Abstract
Introduction: Current therapies for chronic obstructive pulmonary disease (COPD) focus on the improvement of clinical symptoms via the use of bronchodilators: β2-adrenoreceptor agonists and muscarinic (M3) acetycholine receptor antagonists. The combination of inhaled corticosteroids (ICSs) and long-acting β2 agonists (LABAs), or LABAs and anticholinergics has become an efficient alternative to single therapies. These combinations consist of a LABA and an ICS together with an anticholinergic, such as ipratropium or tiotropium.
Areas covered: This review summarizes the latest thinking and findings on the usefulness of triple therapy in the treatment and management of COPD. Drawing on commercial, clinical, scientific and intellectual property data and publications, it aims to provide an overview to understand the efficacy and need for COPD triple therapy.
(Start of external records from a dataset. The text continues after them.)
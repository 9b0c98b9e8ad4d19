use indexmap::IndexSet;
use serde::{Deserialize, Serialize};
use std::fmt;
use std::str::FromStr;

pub mod classifier;
pub mod expression;
pub mod table;

pub use classifier::{classifier_licenses, license_from_classifier, LICENSE_CLASSIFIER_PREFIX};
pub use expression::{expression_licenses, parse_identifiers, split_operands};
pub use table::{canonical_name, resolve_or_verbatim};

/// Placeholder shown when a selected source has nothing to say.
pub const LICENSE_UNKNOWN: &str = "UNKNOWN";

/// Resolve every license a package declares.
///
/// The result is the union of classifier-derived and expression-derived
/// names, in first-seen order. Only when both are empty does the free-text
/// license field count, and then as a single opaque name.
pub fn resolve_licenses<S: AsRef<str>>(
    classifiers: &[S],
    license_field: Option<&str>,
    license_expression: Option<&str>,
) -> IndexSet<String> {
    let mut names = classifier_licenses(classifiers);
    if let Some(expression) = license_expression {
        names.extend(expression_licenses(expression));
    }

    if names.is_empty() {
        if let Some(field) = license_field.and_then(license_field_value) {
            names.insert(field.to_string());
        }
    }
    names
}

/// The meaningful part of a free-text `License:` field, if any.
pub fn license_field_value(field: &str) -> Option<&str> {
    let field = field.trim();
    if field.is_empty() || field == LICENSE_UNKNOWN {
        None
    } else {
        Some(field)
    }
}

/// Which metadata a presentation layer reads license names from.
#[derive(Debug, Clone, Copy, PartialEq, Eq, Default, Serialize, Deserialize)]
#[serde(rename_all = "lowercase")]
pub enum LicenseSource {
    /// Classifiers and expression combined, falling back to the license field
    #[default]
    Mixed,
    Classifier,
    Expression,
    /// The raw `License:` metadata field
    Meta,
    /// Everything declared: classifiers, expression and the license field
    All,
}

impl FromStr for LicenseSource {
    type Err = String;

    fn from_str(s: &str) -> Result<Self, Self::Err> {
        match s.to_ascii_lowercase().as_str() {
            "mixed" => Ok(Self::Mixed),
            "classifier" => Ok(Self::Classifier),
            "expression" => Ok(Self::Expression),
            "meta" => Ok(Self::Meta),
            "all" => Ok(Self::All),
            other => Err(format!("unknown license source '{}'", other)),
        }
    }
}

impl fmt::Display for LicenseSource {
    fn fmt(&self, f: &mut fmt::Formatter<'_>) -> fmt::Result {
        let name = match self {
            Self::Mixed => "mixed",
            Self::Classifier => "classifier",
            Self::Expression => "expression",
            Self::Meta => "meta",
            Self::All => "all",
        };
        f.write_str(name)
    }
}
The reader will gain an in-depth view of the triple therapy approach in managing COPD, existing molecules in the market or in development as well as new chemical entities. Clinical evidence in support of triple therapy, formulations and products are also discussed.
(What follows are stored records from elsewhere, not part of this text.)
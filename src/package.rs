use indexmap::IndexSet;
use serde::Serialize;

use crate::collect::CollectOptions;
use crate::evidence::{locate_evidence, read_evidence, EvidenceFile};
use crate::feed::{ManifestReader, RawPackage};
use crate::license::{
    classifier_licenses, expression_licenses, license_field_value, resolve_licenses, LicenseSource,
    LICENSE_UNKNOWN,
};
use crate::metadata::requirement_name;
use crate::name::normalize;

/// Everything learned about one installed package. Built once, read-only
/// afterwards.
#[derive(Debug, Clone, PartialEq, Serialize)]
pub struct PackageRecord {
    name: String,
    #[serde(skip_serializing_if = "Option::is_none")]
    normalized_name: Option<String>,
    version: String,
    license: Option<String>,
    license_names: IndexSet<String>,
    license_names_from_classifiers: IndexSet<String>,
    license_expression: Option<String>,
    license_names_from_expression: IndexSet<String>,
    license_files: Vec<EvidenceFile>,
    notice_files: Vec<EvidenceFile>,
    dependencies: IndexSet<String>,
    requirements: Vec<String>,
    home_page_url: Option<String>,
    author: Option<String>,
    maintainer: Option<String>,
    description: Option<String>,
}

impl PackageRecord {
    pub fn name(&self) -> &str {
        &self.name
    }

    /// PEP 503 name; `None` when normalization was switched off.
    pub fn normalized_name(&self) -> Option<&str> {
        self.normalized_name.as_deref()
    }

    pub fn version(&self) -> &str {
        &self.version
    }

    /// The free-text `License:` metadata field, verbatim.
    pub fn license(&self) -> Option<&str> {
        self.license.as_deref()
    }

    /// Union of classifier and expression names, or the license field when
    /// neither yields anything.
    pub fn license_names(&self) -> &IndexSet<String> {
        &self.license_names
    }

    pub fn license_names_from_classifiers(&self) -> &IndexSet<String> {
        &self.license_names_from_classifiers
    }

    pub fn license_expression(&self) -> Option<&str> {
        self.license_expression.as_deref()
    }

    pub fn license_names_from_expression(&self) -> &IndexSet<String> {
        &self.license_names_from_expression
    }

    pub fn license_files(&self) -> &[EvidenceFile] {
        &self.license_files
    }

    pub fn notice_files(&self) -> &[EvidenceFile] {
        &self.notice_files
    }

    pub fn dependencies(&self) -> &IndexSet<String> {
        &self.dependencies
    }

    pub fn requirements(&self) -> &[String] {
        &self.requirements
    }

    pub fn home_page_url(&self) -> Option<&str> {
        self.home_page_url.as_deref()
    }

    pub fn author(&self) -> Option<&str> {
        self.author.as_deref()
    }

    pub fn maintainer(&self) -> Option<&str> {
        self.maintainer.as_deref()
    }

    pub fn description(&self) -> Option<&str> {
        self.description.as_deref()
    }

    pub fn has_license(&self) -> bool {
        !self.license_names.is_empty()
    }

    /// License names as seen through one metadata source. Sources with
    /// nothing to offer report [`LICENSE_UNKNOWN`].
    pub fn license_names_by(&self, source: LicenseSource) -> IndexSet<String> {
        let names = match source {
            LicenseSource::Mixed => self.license_names.clone(),
            LicenseSource::Classifier => self.license_names_from_classifiers.clone(),
            LicenseSource::Expression => self.license_names_from_expression.clone(),
            LicenseSource::Meta => self.license_field_names(),
            LicenseSource::All => {
                let mut names = self.license_names.clone();
                names.extend(self.license_field_names());
                names
            }
        };

        if names.is_empty() {
            IndexSet::from([LICENSE_UNKNOWN.to_string()])
        } else {
            names
        }
    }
}

impl PackageRecord {
    fn license_field_names(&self) -> IndexSet<String> {
        self.license
            .as_deref()
            .and_then(license_field_value)
            .map(|field| IndexSet::from([field.to_string()]))
            .unwrap_or_default()
    }
}

/// Assemble the record for one raw package.
///
/// Never fails: absent metadata becomes empty fields and unreadable
/// evidence files are kept as markers.
pub fn build<R: ManifestReader + ?Sized>(
    raw: &RawPackage,
    options: &CollectOptions,
    reader: &R,
) -> PackageRecord {
    let normalized_name = options.normalize_names.then(|| normalize(&raw.name));

    let license_expression = raw
        .license_expression
        .as_deref()
        .map(str::trim)
        .filter(|expression| !expression.is_empty());
    let license_names = resolve_licenses(
        &raw.classifiers,
        raw.license.as_deref(),
        license_expression,
    );

    let candidates = locate_evidence(
        &raw.files,
        options.include_license_files,
        options.include_notice_files,
    );
    let license_files = read_evidence(reader, raw, candidates.license_files);
    let notice_files = read_evidence(reader, raw, candidates.notice_files);

    let dependencies = raw
        .requirements
        .iter()
        .filter_map(|requirement| requirement_name(requirement))
        .map(str::to_string)
        .collect();

    PackageRecord {
        name: raw.name.clone(),
        normalized_name,
        version: raw.version.clone(),
        license: raw.license.clone(),
        license_names,
        license_names_from_classifiers: classifier_licenses(&raw.classifiers),
        license_expression: license_expression.map(str::to_string),
        license_names_from_expression: license_expression
            .map(expression_licenses)
            .unwrap_or_default(),
        license_files,
        notice_files,
        dependencies,
        requirements: raw.requirements.clone(),
        home_page_url: raw.home_page.clone(),
        author: raw.author.clone(),
        maintainer: raw.maintainer.clone(),
        description: raw.summary.clone(),
    }
}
Expert opinion: There is limited documented clinical evidence for the use of triple therapy in COPD, reflected in the lack of commercial activity in the field. The future for the management of COPD may lie with triple therapy, but may equally rest on a better understanding of the disease and subsequent development of new chemical entities, such as dimer molecules, longer-acting β-agonists and antimuscarinics.